[[ Supplied information open ]]
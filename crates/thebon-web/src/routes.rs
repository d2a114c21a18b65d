use axum::{
    Json,
    http::{StatusCode, header},
};
use maud::Markup;
use serde_json::{Value, json};
use thebon_ui::{HomeView, NotFoundView, RootShell};

pub async fn home() -> Markup {
    RootShell::new().render(HomeView.render())
}

pub async fn health_check() -> Json<Value> {
    Json(json!({ "status": "healthy" }))
}

/// Fallback for every path without a route.
pub async fn not_found() -> (StatusCode, Markup) {
    (
        StatusCode::NOT_FOUND,
        RootShell::new().render(NotFoundView.render()),
    )
}

/// Method fallback for routed paths. Every route here is GET-only.
pub async fn method_not_allowed() -> (StatusCode, [(header::HeaderName, &'static str); 1]) {
    (StatusCode::METHOD_NOT_ALLOWED, [(header::ALLOW, "GET,HEAD")])
}
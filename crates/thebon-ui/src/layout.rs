//! Root document layout.

use maud::{DOCTYPE, Markup, PreEscaped, html};

use crate::cn;
use crate::fonts::{BODY_FONT, Font, HEADING_FONT};
use crate::site::{Metadata, SITE_LANG};
use crate::theme::{TAILWIND_BROWSER, TAILWIND_THEME};

/// Document shell every page renders inside.
///
/// Owns the page-wide presentation settings: the heading and body fonts,
/// the document language and the head metadata.
#[derive(Debug, Clone, Copy, PartialEq, Eq)]
pub struct RootShell {
    heading: Font,
    body: Font,
    lang: &'static str,
    metadata: Metadata,
}

impl Default for RootShell {
    fn default() -> Self {
        Self::new()
    }
}

impl RootShell {
    pub const fn new() -> Self {
        Self {
            heading: HEADING_FONT,
            body: BODY_FONT,
            lang: SITE_LANG,
            metadata: Metadata::site(),
        }
    }

    pub fn heading_font(&self) -> &Font {
        &self.heading
    }

    pub fn body_font(&self) -> &Font {
        &self.body
    }

    pub fn lang(&self) -> &'static str {
        self.lang
    }

    pub fn metadata(&self) -> &Metadata {
        &self.metadata
    }

    /// Classes on `<body>`: both font variables plus antialiasing.
    pub fn body_class(&self) -> String {
        cn!(self.heading.variable(), self.body.variable(), "antialiased")
    }

    /// Render a full HTML document around `content`.
    pub fn render(&self, content: Markup) -> Markup {
        let fonts = [&self.heading, &self.body];
        let declarations = fonts
            .iter()
            .map(|font| font.declaration())
            .collect::<Vec<_>>()
            .join("\n");

        html! {
            (DOCTYPE)
            html lang=(self.lang) {
                head {
                    meta charset="utf-8";
                    meta name="viewport" content="width=device-width, initial-scale=1";
                    title { (self.metadata.title) }
                    meta name="description" content=(self.metadata.description);
                    link rel="preconnect" href="https://fonts.googleapis.com";
                    link rel="preconnect" href="https://fonts.gstatic.com" crossorigin;
                    @for font in fonts {
                        link rel="stylesheet" href=(font.stylesheet_href());
                    }
                    style { (PreEscaped(declarations)) }
                    script src=(TAILWIND_BROWSER) {}
                    style type="text/tailwindcss" { (PreEscaped(TAILWIND_THEME)) }
                }
                body class=(self.body_class()) {
                    (content)
                }
            }
        }
    }
}

#[cfg(test)]
mod tests {
    use super::*;
    use crate::site::{SITE_DESCRIPTION, SITE_NAME};

    fn render_probe() -> String {
        RootShell::new()
            .render(html! { p id="probe" { "content" } })
            .into_string()
    }

    #[test]
    fn test_metadata_matches_site_constants() {
        let html = render_probe();
        assert!(html.contains(&format!("<title>{}</title>", SITE_NAME)));
        assert!(html.contains(&format!(
            r#"<meta name="description" content="{}">"#,
            SITE_DESCRIPTION
        )));
        assert_eq!(RootShell::new().metadata(), &Metadata::site());
        assert_eq!(SITE_NAME, "TheBon");
    }

    #[test]
    fn test_document_language_and_body_classes() {
        let html = render_probe();
        assert_eq!(RootShell::new().lang(), "ko");
        assert!(html.starts_with("<!DOCTYPE html>"));
        assert!(html.contains(r#"<html lang="ko">"#));
        assert!(html.contains(
            r#"<body class="font-heading-variable font-body-variable antialiased">"#
        ));
    }

    #[test]
    fn test_content_rendered_exactly_once() {
        let html = render_probe();
        assert_eq!(html.matches(r#"id="probe""#).count(), 1);
    }

    #[test]
    fn test_fonts_are_linked_and_declared() {
        let shell = RootShell::new();
        let html = render_probe();
        for font in [shell.heading_font(), shell.body_font()] {
            let href = font.stylesheet_href().replace('&', "&amp;");
            assert!(html.contains(&href), "missing stylesheet for {}", font.family());
            assert!(html.contains(&font.declaration()));
        }
        assert_eq!(shell.heading_font().css_variable(), "--font-heading");
        assert_eq!(shell.body_font().css_variable(), "--font-body");
    }
}
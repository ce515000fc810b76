// crates/sgnl-access-client/src/decision.rs
// ============================================================================
// Module: Decision Model
// Description: Access decisions, search results, and service wire shapes.
// Purpose: Hold per-call outcomes in an auditable, caller-owned form.
// Dependencies: serde, serde_json, sgnl-access-core
// ============================================================================

//! ## Overview
//! [`AccessDecision`] is built fresh for every evaluated query and is never
//! shared. It keeps the raw decision string and reason next to the coarse
//! [`AccessResult`] so audit records retain what the service actually said.
//! [`SearchResult`] is the equivalent for asset searches.
//!
//! Decision strings are matched case-sensitively: only `Allow` and `Deny`
//! are recognized, and anything else is an error carrying the literal.

// ============================================================================
// SECTION: Imports
// ============================================================================

use std::collections::BTreeMap;
use std::time::SystemTime;
use std::time::UNIX_EPOCH;

use serde::Deserialize;
use serde::Serialize;
use serde_json::Value;
use sgnl_access_core::AccessResult;
use sgnl_access_core::HostVerdict;
use sgnl_access_core::RequestId;

use crate::error::AccessError;

// ============================================================================
// SECTION: Constants
// ============================================================================

/// Decision string granting access.
pub const ALLOW: &str = "Allow";
/// Decision string refusing access.
pub const DENY: &str = "Deny";

// ============================================================================
// SECTION: Access Decision
// ============================================================================

/// Outcome of one access query.
///
/// # Invariants
/// - `result` is [`AccessResult::Allowed`] only when `decision == "Allow"`.
/// - `error_message` is set whenever `result` is an error code.
#[derive(Debug, Clone, PartialEq, Serialize)]
pub struct AccessDecision {
    /// Principal the query was evaluated for.
    pub principal_id: String,
    /// Asset the query targeted.
    pub asset_id: String,
    /// Requested action.
    pub action: String,
    /// Raw decision string from the service (empty when none was received).
    pub decision: String,
    /// Service-supplied reason (empty when none was received).
    pub reason: String,
    /// Correlation id of the call.
    pub request_id: RequestId,
    /// Wall-clock time the decision was assembled (milliseconds since epoch).
    pub timestamp_ms: u128,
    /// Coarse outcome.
    pub result: AccessResult,
    /// Failure detail for error outcomes.
    pub error_message: Option<String>,
    /// Additional attributes carried on the service decision.
    pub attributes: BTreeMap<String, Value>,
}

impl AccessDecision {
    /// Creates an error decision with no service response.
    #[must_use]
    pub fn failed(
        principal_id: &str,
        asset_id: &str,
        action: &str,
        request_id: &RequestId,
        result: AccessResult,
        message: impl Into<String>,
    ) -> Self {
        Self {
            principal_id: principal_id.to_string(),
            asset_id: asset_id.to_string(),
            action: action.to_string(),
            decision: String::new(),
            reason: String::new(),
            request_id: request_id.clone(),
            timestamp_ms: now_ms(),
            result,
            error_message: Some(message.into()),
            attributes: BTreeMap::new(),
        }
    }

    /// Creates an error decision from a classified request failure.
    #[must_use]
    pub fn from_error(
        principal_id: &str,
        asset_id: &str,
        action: &str,
        error: &AccessError,
    ) -> Self {
        Self::failed(
            principal_id,
            asset_id,
            action,
            error.request_id(),
            error.result(),
            error.message(),
        )
    }

    /// Creates a decision from one service decision entry.
    #[must_use]
    pub(crate) fn from_wire(
        principal_id: &str,
        asset_id: &str,
        action: &str,
        request_id: &RequestId,
        wire: WireDecision,
    ) -> Self {
        let decision = wire.decision.unwrap_or_default();
        let (result, error_message) = match decision.as_str() {
            ALLOW => (AccessResult::Allowed, None),
            DENY => (AccessResult::Denied, None),
            other => (AccessResult::Error, Some(format!("unknown decision: {other}"))),
        };
        Self {
            principal_id: principal_id.to_string(),
            asset_id: asset_id.to_string(),
            action: action.to_string(),
            decision,
            reason: wire.reason.unwrap_or_default(),
            request_id: request_id.clone(),
            timestamp_ms: now_ms(),
            result,
            error_message,
            attributes: wire.attributes,
        }
    }

    /// Returns true when access was granted.
    #[must_use]
    pub fn is_allowed(&self) -> bool {
        self.result == AccessResult::Allowed
    }

    /// Returns true when access was refused.
    #[must_use]
    pub fn is_denied(&self) -> bool {
        self.result == AccessResult::Denied
    }

    /// Returns true when no allow/deny decision was reached.
    #[must_use]
    pub const fn is_error(&self) -> bool {
        self.result.is_error()
    }

    /// Returns the host verdict for this decision.
    #[must_use]
    pub const fn verdict(&self) -> HostVerdict {
        HostVerdict::from_result(self.result)
    }
}

// ============================================================================
// SECTION: Search Result
// ============================================================================

/// Outcome of an asset search.
///
/// # Invariants
/// - `asset_ids` is empty whenever `result` is an error code.
#[derive(Debug, Clone, PartialEq, Eq, Serialize)]
pub struct SearchResult {
    /// Principal the search ran for.
    pub principal_id: String,
    /// Searched action.
    pub action: String,
    /// Assets whose decision was exactly `Allow`, in response order.
    pub asset_ids: Vec<String>,
    /// Token for the next page, when the service returned one.
    pub next_page_token: Option<String>,
    /// True when more pages are available.
    pub has_more_pages: bool,
    /// Correlation id of the call.
    pub request_id: RequestId,
    /// [`AccessResult::Ok`] on success, an error code otherwise.
    pub result: AccessResult,
    /// Failure detail for error outcomes.
    pub error_message: Option<String>,
}

impl SearchResult {
    /// Creates a failed search result.
    #[must_use]
    pub fn failed(principal_id: &str, action: &str, error: &AccessError) -> Self {
        Self {
            principal_id: principal_id.to_string(),
            action: action.to_string(),
            asset_ids: Vec::new(),
            next_page_token: None,
            has_more_pages: false,
            request_id: error.request_id().clone(),
            result: error.result(),
            error_message: Some(error.message().to_string()),
        }
    }
}

// ============================================================================
// SECTION: Wire Model
// ============================================================================

/// Response body of the evaluation and search endpoints.
#[derive(Debug, Default, Deserialize)]
pub(crate) struct DecisionsResponse {
    /// Decisions in query order (evaluation) or response order (search).
    #[serde(default)]
    pub(crate) decisions: Option<Vec<WireDecision>>,
    /// Pagination token for search responses.
    #[serde(default, rename = "nextPageToken")]
    pub(crate) next_page_token: Option<String>,
}

impl DecisionsResponse {
    /// Parses a response body, failing on shape mismatches.
    pub(crate) fn parse(body: Value, request_id: &RequestId) -> Result<Self, AccessError> {
        serde_json::from_value(body).map_err(|err| {
            AccessError::unexpected(format!("malformed decision response: {err}"), request_id)
        })
    }

    /// Returns the decisions, treating a missing array as empty.
    pub(crate) fn into_decisions(self) -> Vec<WireDecision> {
        self.decisions.unwrap_or_default()
    }
}

/// One decision entry as returned by the service.
#[derive(Debug, Default, Deserialize)]
pub(crate) struct WireDecision {
    /// Decision string (`Allow` or `Deny`).
    #[serde(default)]
    pub(crate) decision: Option<String>,
    /// Service-supplied reason.
    #[serde(default)]
    pub(crate) reason: Option<String>,
    /// Asset identifier the decision applies to.
    #[serde(default, rename = "assetId")]
    pub(crate) asset_id: Option<String>,
    /// Remaining fields.
    #[serde(flatten)]
    pub(crate) attributes: BTreeMap<String, Value>,
}

/// Returns the current wall-clock time in milliseconds since the epoch.
fn now_ms() -> u128 {
    SystemTime::now().duration_since(UNIX_EPOCH).unwrap_or_default().as_millis()
}

// ============================================================================
// SECTION: Tests
// ============================================================================
// crates/sgnl-access-config/src/env.rs
// ============================================================================
// Module: Environment Overrides
// Description: Environment variable lookup and per-field override resolution.
// Purpose: Express env > file > default precedence as a pure function.
// Dependencies: std
// ============================================================================

//! ## Overview
//! Environment overrides are read through an [`EnvSource`], which is either
//! the live process environment or a fixed map used for deterministic
//! lookups. Values that are unset or empty never override. Boolean variables
//! accept `1/true/yes/on` case-insensitively; numeric variables that fail to
//! parse fall through to the file value.

// ============================================================================
// SECTION: Imports
// ============================================================================

use std::collections::BTreeMap;
use std::fmt;
use std::str::FromStr;

// ============================================================================
// SECTION: Variable Names
// ============================================================================

/// Overrides the configuration file path.
pub const CONFIG_PATH_ENV: &str = "SGNL_CONFIG_PATH";
/// Overrides the service base URL.
pub const API_URL_ENV: &str = "SGNL_API_URL";
/// Overrides the API bearer token.
pub const API_TOKEN_ENV: &str = "SGNL_API_TOKEN";
/// Overrides the tenant identifier.
pub const TENANT_ENV: &str = "SGNL_TENANT";
/// Overrides the debug logging flag.
pub const DEBUG_ENV: &str = "SGNL_DEBUG";
/// Overrides the access logging flag.
pub const ACCESS_LOGGING_ENV: &str = "SGNL_ACCESS_LOGGING";
/// Overrides the total request timeout (seconds).
pub const TIMEOUT_ENV: &str = "SGNL_TIMEOUT";
/// Overrides the connect timeout (seconds).
pub const CONNECT_TIMEOUT_ENV: &str = "SGNL_CONNECT_TIMEOUT";
/// Overrides the retry count.
pub const RETRY_COUNT_ENV: &str = "SGNL_RETRY_COUNT";
/// Overrides the inter-retry delay (milliseconds).
pub const RETRY_DELAY_ENV: &str = "SGNL_RETRY_DELAY";
/// Overrides the TLS verification flag.
pub const VALIDATE_SSL_ENV: &str = "SGNL_VALIDATE_SSL";
/// Overrides the user agent string.
pub const USER_AGENT_ENV: &str = "SGNL_USER_AGENT";
/// Overrides the custom CA bundle path.
pub const CA_BUNDLE_ENV: &str = "SGNL_CA_BUNDLE";

// ============================================================================
// SECTION: Resolution
// ============================================================================

/// Resolves one field: environment value, then file value, then default.
#[must_use]
pub fn resolve<T>(env_value: Option<T>, file_value: Option<T>, default: T) -> T {
    env_value.or(file_value).unwrap_or(default)
}

/// Parses a boolean environment value (`1/true/yes/on`, case-insensitive).
#[must_use]
pub fn parse_flag(value: &str) -> bool {
    matches!(value.trim().to_ascii_lowercase().as_str(), "1" | "true" | "yes" | "on")
}

// ============================================================================
// SECTION: Environment Source
// ============================================================================

/// Source of environment variables for override resolution.
///
/// # Invariants
/// - Empty values are indistinguishable from unset values.
#[derive(Clone, Default)]
pub enum EnvSource {
    /// Read from the live process environment.
    #[default]
    Process,
    /// Read from a fixed map.
    Fixed(BTreeMap<String, String>),
}

impl EnvSource {
    /// Builds a fixed environment from key/value pairs.
    #[must_use]
    pub fn fixed<I, K, V>(vars: I) -> Self
    where
        I: IntoIterator<Item = (K, V)>,
        K: Into<String>,
        V: Into<String>,
    {
        Self::Fixed(vars.into_iter().map(|(key, value)| (key.into(), value.into())).collect())
    }

    /// Returns the variable when set and non-empty.
    #[must_use]
    pub fn string(&self, key: &str) -> Option<String> {
        let value = match self {
            Self::Process => std::env::var(key).ok(),
            Self::Fixed(vars) => vars.get(key).cloned(),
        };
        value.filter(|value| !value.is_empty())
    }

    /// Returns the variable interpreted as a boolean flag.
    #[must_use]
    pub fn flag(&self, key: &str) -> Option<bool> {
        self.string(key).map(|value| parse_flag(&value))
    }

    /// Returns the variable parsed as a number; unparseable values are ignored.
    #[must_use]
    pub fn number<T: FromStr>(&self, key: &str) -> Option<T> {
        self.string(key).and_then(|value| value.trim().parse().ok())
    }
}

impl fmt::Debug for EnvSource {
    fn fmt(&self, f: &mut fmt::Formatter<'_>) -> fmt::Result {
        match self {
            Self::Process => f.write_str("EnvSource::Process"),
            Self::Fixed(vars) => {
                f.debug_tuple("EnvSource::Fixed").field(&vars.keys().collect::<Vec<_>>()).finish()
            }
        }
    }
}

// ============================================================================
// SECTION: Tests
// ============================================================================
[[ Supplied information closed ]]
## Assigned task
Nothing but the lines with "filename" should be returned, copied from the entries above.

## Your solution
filename crates/thebon-web/src/routes.rs
filename crates/thebon-ui/src/layout.rs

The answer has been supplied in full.